_Task requirements:_
When the string "tests" is part of a line in the data below, report the whole line.

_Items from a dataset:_
___

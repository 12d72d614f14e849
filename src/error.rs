//! Error types
//!
//! A busy engine is not an error: `begin_spin` reports it through
//! [`crate::SpinStatus::Busy`].

/// Failures while resolving or composing symbol art
#[derive(Debug, Clone, PartialEq, thiserror::Error)]
pub enum AssetError {
    #[error("reel {reel} has no symbol images")]
    EmptyStrip { reel: usize },

    #[error(
        "reel {reel} symbol {index} is {got_width}x{got_height}, expected {width}x{height}"
    )]
    SizeMismatch {
        reel: usize,
        index: usize,
        width: u32,
        height: u32,
        got_width: u32,
        got_height: u32,
    },

    #[error("image has {got} bytes of pixel data, expected {expected}")]
    PixelData { expected: usize, got: usize },

    #[error("atlas is {width}x{height}, device limit is {max}")]
    TooLarge { width: u32, height: u32, max: u32 },

    #[error("failed to resolve symbol art: {0}")]
    Resolve(String),
}

/// Engine error
#[derive(Debug, thiserror::Error)]
pub enum ReelError {
    #[error("reel {reel}: segment {segment} is outside 1..={segments_per_reel}")]
    InvalidSegment {
        reel: usize,
        segment: u32,
        segments_per_reel: u32,
    },

    #[error("expected {expected} stop segments, got {got}")]
    SegmentCount { expected: usize, got: usize },

    #[error("invalid configuration: {0}")]
    InvalidConfig(String),

    #[error("configuration parse error: {0}")]
    Config(#[from] serde_json::Error),

    #[error("render surface unavailable: {0}")]
    SurfaceUnavailable(String),

    #[error("asset load failure: {0}")]
    AssetLoad(#[from] AssetError),

    #[error("reel {reel} has no {symbol} symbol")]
    SymbolNotOnReel { reel: usize, symbol: String },
}
//! Reel rendering
//!
//! The simulation owns reel state; a renderer only ever sees a read-only
//! slice of it plus the current layout.

pub mod reel_pipeline;
pub mod strip;

pub use reel_pipeline::{ReelRenderState, init};
pub use strip::{ProceduralSymbols, ReelAtlas, SymbolImage, SymbolResolver, stitch_strip};

use std::convert::Infallible;

use crate::layout::{ReelLayout, Viewport};
use crate::sim::ReelState;

/// Draws reels from engine state
pub trait ReelRenderer {
    type Error: std::fmt::Debug;

    /// Called once a resize has settled
    fn resize(&mut self, viewport: Viewport);

    fn draw(&mut self, reels: &[ReelState], layout: &ReelLayout) -> Result<(), Self::Error>;
}

/// Renderer that records what it was asked to draw.
///
/// Used by the native demo and tests where no GPU surface exists.
#[derive(Debug, Default)]
pub struct HeadlessRenderer {
    pub frames: usize,
    pub resizes: Vec<Viewport>,
    pub last_angles: Vec<f64>,
}

impl HeadlessRenderer {
    pub fn new() -> Self {
        Self::default()
    }
}

impl ReelRenderer for HeadlessRenderer {
    type Error = Infallible;

    fn resize(&mut self, viewport: Viewport) {
        self.resizes.push(viewport);
    }

    fn draw(&mut self, reels: &[ReelState], _layout: &ReelLayout) -> Result<(), Infallible> {
        self.frames += 1;
        self.last_angles.clear();
        self.last_angles.extend(reels.iter().map(ReelState::angle));
        Ok(())
    }
}

#[cfg(test)]
mod tests {
    use super::*;
    use crate::settings::ReelConfig;
    use crate::sim::ReelEngine;

    #[test]
    fn test_headless_records_frames() {
        let engine = ReelEngine::new(ReelConfig::default()).unwrap();
        let layout = ReelLayout::new(3, 0.0, Viewport::new(300, 100));
        let mut renderer = HeadlessRenderer::new();

        renderer.draw(engine.reels(), &layout).unwrap();
        renderer.draw(engine.reels(), &layout).unwrap();
        renderer.resize(Viewport::new(10, 10));

        assert_eq!(renderer.frames, 2);
        assert_eq!(renderer.last_angles.len(), 3);
        assert_eq!(renderer.resizes, vec![Viewport::new(10, 10)]);
    }
}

___

_Answer:_
/// Used by the native demo and tests where no GPU surface exists.
mod tests {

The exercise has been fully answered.